Aaliyah, 22 (1/16/79-8/25/01): Aaliyah, born in Bed-Stuy and raised in Detroit, was the walking definition of street cool in the late 1990s. She only cut three albums - "Age Ain't Nothin' But a Number," "One In a Million" and "Aaliyah," released just weeks before she died in a plane crash in the Bahamas.
Jimi Hendrix, 27 (1942- 1970): Hendrix's single name - either one of them - is still synonymous with the wild, unleashed power of the electric guitar. He found things there that no one else had found, and while he had a basically shy nature, being on-stage brought out a side of him that for many fans still defines the utter freedom of rock ‘n' roll. There is some mystery surrounding his death, but the official cause was listed as asphyxiation after inhaling his own vomit while intoxicated.

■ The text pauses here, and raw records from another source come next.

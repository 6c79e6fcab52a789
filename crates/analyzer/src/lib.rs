/// End-to-end media analysis: face localization, patch scoring and the
/// calibrated decision, assembled behind a single read-only model context.
pub mod job;

use std::collections::HashMap;
use std::path::{Path, PathBuf};
use std::sync::Arc;

use rand::rngs::StdRng;
use rand::SeedableRng;
use serde::Deserialize;
use tracing::{debug, info, warn};

use deepfake_classifier::OnnxBackbone;
use deepfake_common::{round4, AnalysisError, DetectedFace, Label, Verdict};
use deepfake_decision::{decide, Decision, DecisionThresholds};
use deepfake_ensemble::EnsembleScorer;
use deepfake_face_locator::{FaceLocator, FaceLocatorConfig, FaceLocatorError};
use deepfake_patch_sampler::{sample, PatchBag, PatchSamplerConfig};
use deepfake_saliency::{SaliencyConfig, SaliencyExplainer};
use deepfake_temporal::{sample_frames, FrameControl, TemporalError};

/// Model identifier reported for video verdicts
const VIDEO_MODEL_ID: &str = "Video-Calibrated-V2";

/// Kind of media unit being analyzed
#[derive(Debug, Clone, Copy, PartialEq, Eq)]
pub enum MediaKind {
    Image,
    Video,
}

impl MediaKind {
    /// Infer the media kind from a file extension; unknown extensions are
    /// treated as images.
    #[must_use]
    pub fn from_path(path: &Path) -> Self {
        let ext = path
            .extension()
            .and_then(|e| e.to_str())
            .map(str::to_ascii_lowercase);

        match ext.as_deref() {
            Some("mp4" | "avi" | "mov" | "mkv" | "webm") => MediaKind::Video,
            _ => MediaKind::Image,
        }
    }
}

/// Face localization seam
///
/// Production uses the ONNX face locator; tests substitute stubs that
/// return fixed detections.
pub trait FaceLocate: Send + Sync {
    /// Detect faces in an already-decoded frame
    fn locate_frame(&self, frame: &image::RgbImage) -> Result<Vec<DetectedFace>, AnalysisError>;
}

impl FaceLocate for FaceLocator {
    fn locate_frame(&self, frame: &image::RgbImage) -> Result<Vec<DetectedFace>, AnalysisError> {
        self.detect_frame(frame).map_err(locator_error)
    }
}

fn locator_error(err: FaceLocatorError) -> AnalysisError {
    match err {
        FaceLocatorError::ModelLoad(msg) => AnalysisError::ModelLoad(msg),
        FaceLocatorError::Inference(msg) | FaceLocatorError::Postprocessing(msg) => {
            AnalysisError::Inference(msg)
        }
    }
}

/// Bag scoring seam
///
/// Production uses the two-model ensemble; tests substitute stubs that
/// emit scripted probabilities.
pub trait ScoreBags: Send + Sync {
    /// Fused fake-probability for one patch bag
    fn score(&self, bag: &PatchBag) -> Result<f32, AnalysisError>;

    /// Model identifier carried in verdict metadata
    fn model_identifier(&self) -> &'static str;
}

impl ScoreBags for EnsembleScorer {
    fn score(&self, bag: &PatchBag) -> Result<f32, AnalysisError> {
        EnsembleScorer::score(self, bag).map_err(|e| AnalysisError::Inference(e.to_string()))
    }

    fn model_identifier(&self) -> &'static str {
        EnsembleScorer::model_identifier(self)
    }
}

fn default_detector_file() -> String {
    "blazeface_short_range.onnx".to_string()
}

fn default_backbone_file() -> String {
    "vit_backbone.onnx".to_string()
}

fn default_hidden_size() -> usize {
    768
}

fn default_general_heads_file() -> String {
    "general_heads.safetensors".to_string()
}

fn default_specialist_heads_file() -> String {
    "specialist_heads.safetensors".to_string()
}

fn default_explainer_file() -> String {
    "explainer.onnx".to_string()
}

fn default_explainer_heads_file() -> String {
    "explainer_heads.safetensors".to_string()
}

fn default_enable_explainer() -> bool {
    true
}

fn default_seed() -> u64 {
    42
}

/// Model file layout and runtime tuning, usually loaded from JSON
#[derive(Debug, Clone, Deserialize)]
pub struct ModelConfig {
    /// Directory holding every model artifact
    pub model_dir: PathBuf,

    #[serde(default = "default_detector_file")]
    pub detector_file: String,

    #[serde(default = "default_backbone_file")]
    pub backbone_file: String,

    /// Backbone embedding width
    #[serde(default = "default_hidden_size")]
    pub hidden_size: usize,

    #[serde(default = "default_general_heads_file")]
    pub general_heads_file: String,

    #[serde(default = "default_specialist_heads_file")]
    pub specialist_heads_file: String,

    #[serde(default = "default_explainer_file")]
    pub explainer_file: String,

    #[serde(default = "default_explainer_heads_file")]
    pub explainer_heads_file: String,

    #[serde(default = "default_enable_explainer")]
    pub enable_explainer: bool,

    /// Optional calibrated-threshold file; defaults apply when absent
    #[serde(default)]
    pub thresholds_file: Option<PathBuf>,

    #[serde(default)]
    pub sampler: PatchSamplerConfig,

    #[serde(default)]
    pub locator: FaceLocatorConfig,

    #[serde(default)]
    pub saliency: SaliencyConfig,

    /// Seed for the per-request patch subsampling RNG
    #[serde(default = "default_seed")]
    pub seed: u64,
}

impl ModelConfig {
    /// Load configuration from a JSON file
    ///
    /// # Errors
    /// Returns `AnalysisError::Config` on missing or malformed files.
    pub fn from_file<P: AsRef<Path>>(path: P) -> Result<Self, AnalysisError> {
        let contents = std::fs::read_to_string(path.as_ref())
            .map_err(|e| AnalysisError::Config(format!("cannot read config: {e}")))?;
        serde_json::from_str(&contents)
            .map_err(|e| AnalysisError::Config(format!("cannot parse config: {e}")))
    }

    fn artifact(&self, file: &str) -> PathBuf {
        self.model_dir.join(file)
    }
}

/// Read-only bundle of loaded models and policy, shared across requests
///
/// Constructed once at startup; every `analyze` call borrows it
/// immutably, so a single context serves concurrent requests.
pub struct ModelContext {
    locator: Box<dyn FaceLocate>,
    scorer: Box<dyn ScoreBags>,
    explainer: Option<SaliencyExplainer>,
    sampler: PatchSamplerConfig,
    thresholds: DecisionThresholds,
    seed: u64,
}

impl ModelContext {
    /// Assemble a context from pre-built components (test seam)
    #[must_use]
    pub fn new(
        locator: Box<dyn FaceLocate>,
        scorer: Box<dyn ScoreBags>,
        explainer: Option<SaliencyExplainer>,
        sampler: PatchSamplerConfig,
        thresholds: DecisionThresholds,
        seed: u64,
    ) -> Self {
        Self {
            locator,
            scorer,
            explainer,
            sampler,
            thresholds,
            seed,
        }
    }

    /// Load every model named by the configuration
    ///
    /// The detector, backbone and general heads are required. Specialist
    /// heads and the explainer degrade gracefully when their files are
    /// missing.
    ///
    /// # Errors
    /// Returns `AnalysisError` if a required artifact fails to load.
    pub fn from_config(config: &ModelConfig) -> Result<Self, AnalysisError> {
        info!("Loading model context from {:?}", config.model_dir);

        let locator = FaceLocator::new(config.artifact(&config.detector_file), config.locator)
            .map_err(locator_error)?;

        let backbone = Arc::new(OnnxBackbone::new(
            config.artifact(&config.backbone_file),
            config.hidden_size,
        )?);

        let scorer = EnsembleScorer::load(
            backbone,
            &config.artifact(&config.general_heads_file),
            &config.artifact(&config.specialist_heads_file),
        )
        .map_err(|e| AnalysisError::ModelLoad(e.to_string()))?;

        let explainer_path = config.artifact(&config.explainer_file);
        let explainer = if !config.enable_explainer {
            None
        } else if explainer_path.exists() {
            let explainer = SaliencyExplainer::new(
                &explainer_path,
                &config.artifact(&config.explainer_heads_file),
                config.saliency,
            )
            .map_err(|e| AnalysisError::ModelLoad(e.to_string()))?;
            Some(explainer)
        } else {
            warn!(
                "Explainer model not found at {}; heatmaps disabled",
                explainer_path.display()
            );
            None
        };

        let thresholds = match &config.thresholds_file {
            Some(path) => DecisionThresholds::from_file(path)
                .map_err(|e| AnalysisError::Config(e.to_string()))?,
            None => DecisionThresholds::default(),
        };

        Ok(Self::new(
            Box::new(locator),
            Box::new(scorer),
            explainer,
            config.sampler,
            thresholds,
            config.seed,
        ))
    }

    /// Whether heatmap explanations can be produced
    #[must_use]
    pub fn can_explain(&self) -> bool {
        self.explainer.is_some()
    }

    /// The saliency explainer, when loaded
    #[must_use]
    pub fn explainer(&self) -> Option<&SaliencyExplainer> {
        self.explainer.as_ref()
    }

    /// Face locator used for primary-face re-detection in the job runner
    #[must_use]
    pub fn locator(&self) -> &dyn FaceLocate {
        self.locator.as_ref()
    }
}

/// Analyze one media file
///
/// # Errors
/// Returns `AnalysisError` on I/O or inference failure; undecodable
/// images and undetectable faces produce a NO_FACE verdict instead.
pub fn analyze(ctx: &ModelContext, path: &Path, kind: MediaKind) -> Result<Verdict, AnalysisError> {
    match kind {
        MediaKind::Image => {
            let bytes = std::fs::read(path)?;
            analyze_image_bytes(ctx, &bytes)
        }
        MediaKind::Video => analyze_video(ctx, path),
    }
}

/// Analyze one encoded image
///
/// # Errors
/// Returns `AnalysisError::Inference` if scoring fails for any face.
pub fn analyze_image_bytes(ctx: &ModelContext, bytes: &[u8]) -> Result<Verdict, AnalysisError> {
    let image = match image::load_from_memory(bytes) {
        Ok(img) => img.to_rgb8(),
        Err(e) => {
            warn!("Image decode failed, reporting no face: {e}");
            return Ok(Verdict::no_face());
        }
    };

    let faces = ctx.locator.locate_frame(&image)?;
    if faces.is_empty() {
        debug!("No faces detected in image");
        return Ok(Verdict::no_face());
    }

    let mut rng = StdRng::seed_from_u64(ctx.seed);
    let mut fake_probs = Vec::with_capacity(faces.len());

    // One bag per face, scored independently in detection order
    for face in &faces {
        let bag = sample(&image, &[face.bbox], &ctx.sampler, &mut rng);
        fake_probs.push(ctx.scorer.score(&bag)?);
    }

    let decision = decide(&fake_probs, &ctx.thresholds);
    Ok(build_verdict(
        &decision,
        fake_probs.len(),
        image_metadata(ctx, &decision),
    ))
}

/// Analyze one video file
///
/// Samples roughly two frames per second and accumulates per-face
/// probabilities across every sampled frame into a single decision.
///
/// # Errors
/// Returns `AnalysisError::Inference` if scoring fails for any face.
/// Mid-stream decode failures end sampling but keep partial results.
pub fn analyze_video(ctx: &ModelContext, path: &Path) -> Result<Verdict, AnalysisError> {
    let mut rng = StdRng::seed_from_u64(ctx.seed);
    let mut fake_probs: Vec<f32> = Vec::new();

    let stats = sample_frames(path, |frame, _index| {
        let faces = ctx.locator.locate_frame(&frame)?;
        for face in &faces {
            let bag = sample(&frame, &[face.bbox], &ctx.sampler, &mut rng);
            fake_probs.push(ctx.scorer.score(&bag)?);
        }
        Ok(FrameControl::Continue)
    });

    match stats {
        Ok(stats) => {
            debug!(
                frames_seen = stats.frames_seen,
                frames_sampled = stats.frames_sampled,
                faces_scored = fake_probs.len(),
                "Video sampling complete"
            );
        }
        // Analysis errors raised inside the callback are real failures
        Err(TemporalError::Callback(e)) => return Err(e),
        // Container/decode failures degrade to whatever was collected
        Err(e) => warn!("Video sampling ended early: {e}"),
    }

    if fake_probs.is_empty() {
        return Ok(Verdict::no_face());
    }

    let decision = decide(&fake_probs, &ctx.thresholds);
    let mut metadata = HashMap::new();
    metadata.insert("model".to_string(), VIDEO_MODEL_ID.to_string());

    Ok(build_verdict(&decision, fake_probs.len(), metadata))
}

fn build_verdict(
    decision: &Decision,
    faces_detected: usize,
    metadata: HashMap<String, String>,
) -> Verdict {
    Verdict {
        score: round4(decision.median),
        label: decision.label,
        confidence: round4(decision.confidence),
        faces_detected,
        metadata,
    }
}

/// Diagnostics attached to image verdicts
///
/// `explainable` marks verdicts eligible for heatmap generation: decisive
/// image labels only, and only when the explainer is loaded.
fn image_metadata(ctx: &ModelContext, decision: &Decision) -> HashMap<String, String> {
    let mut metadata = HashMap::new();
    metadata.insert(
        "model".to_string(),
        ctx.scorer.model_identifier().to_string(),
    );
    metadata.insert(
        "reason".to_string(),
        format!(
            "Calibrated threshold check: {} (Score: {:.4})",
            decision.label, decision.median
        ),
    );
    metadata.insert(
        "uncertainty".to_string(),
        format!("{:.1}% variance", decision.std_dev * 100.0),
    );

    if matches!(decision.label, Label::Real | Label::Fake) && ctx.can_explain() {
        metadata.insert("explainable".to_string(), "true".to_string());
    }

    metadata
}

#[cfg(test)]
pub(crate) mod test_support {
    use super::*;
    use deepfake_common::FaceBox;
    use image::RgbImage;
    use std::sync::Mutex;

    /// Locator returning a fixed number of centered face boxes
    pub struct StubLocator {
        pub faces: usize,
    }

    impl FaceLocate for StubLocator {
        fn locate_frame(&self, frame: &RgbImage) -> Result<Vec<DetectedFace>, AnalysisError> {
            let (w, h) = frame.dimensions();
            let bbox = FaceBox {
                x1: w / 4,
                y1: h / 4,
                x2: w / 2,
                y2: h / 2,
            };
            Ok((0..self.faces)
                .map(|_| deepfake_face_locator::face_views(frame, bbox, 0.9))
                .collect())
        }
    }

    /// Scorer emitting a scripted probability sequence, cycling at the end
    pub struct ScriptedScorer {
        probs: Mutex<Vec<f32>>,
        cursor: Mutex<usize>,
    }

    impl ScriptedScorer {
        pub fn new(probs: Vec<f32>) -> Self {
            Self {
                probs: Mutex::new(probs),
                cursor: Mutex::new(0),
            }
        }
    }

    impl ScoreBags for ScriptedScorer {
        fn score(&self, _bag: &PatchBag) -> Result<f32, AnalysisError> {
            let probs = self.probs.lock().unwrap();
            let mut cursor = self.cursor.lock().unwrap();
            let p = probs[*cursor % probs.len()];
            *cursor += 1;
            Ok(p)
        }

        fn model_identifier(&self) -> &'static str {
            "Ensemble-Calibrated-V2"
        }
    }

    pub fn stub_context(faces: usize, probs: Vec<f32>) -> ModelContext {
        ModelContext::new(
            Box::new(StubLocator { faces }),
            Box::new(ScriptedScorer::new(probs)),
            None,
            PatchSamplerConfig::default(),
            DecisionThresholds::default(),
            42,
        )
    }

    pub fn encode_png(image: &RgbImage) -> Vec<u8> {
        let mut bytes = Vec::new();
        image
            .write_to(
                &mut std::io::Cursor::new(&mut bytes),
                image::ImageFormat::Png,
            )
            .unwrap();
        bytes
    }
}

Bruce Lee, 32, (1940-1973): The martial arts artists died three weeks before the 1973 premiere of "Enter the Dragon." Although "Game of Death" and its sequel "Game of Death II" would be released later, they are based on footage shot before Lee made 'Enter the Dragon.'
Brandon Lee, 28 (1965-1993): Brandon Lee never really got to know his father Bruce, who died when Brandon was 8. But Brandon picked up the acting gene, and made a success of his own career, largely through the martial arts door. Lee was accidentally shot and killed while filming "The Crow."
Kurt Cobain, 27 (2/20/67-4/5/94): "Grunge" was a loving term slapped onto a style of music, much of it coming from Seattle, because terms like "punk" and "new wave" had already been used. But there was nothing especially grungy about the music of Nirvana, the three-man band Kurt Cobain fronted and for which he wrote most of the music. Cobain shot himself in his Seattle home.
Janis Joplin, 27 (1943-1970): Janis was known as the white girl who sang the blues. A lot of white girls have sung the blues, of course, some of them just as well as the insecure girl from Port Arthur, Texas. But few of them seemed to live the blues quite as thoroughly as Janis. Joplin died of a drug overdose.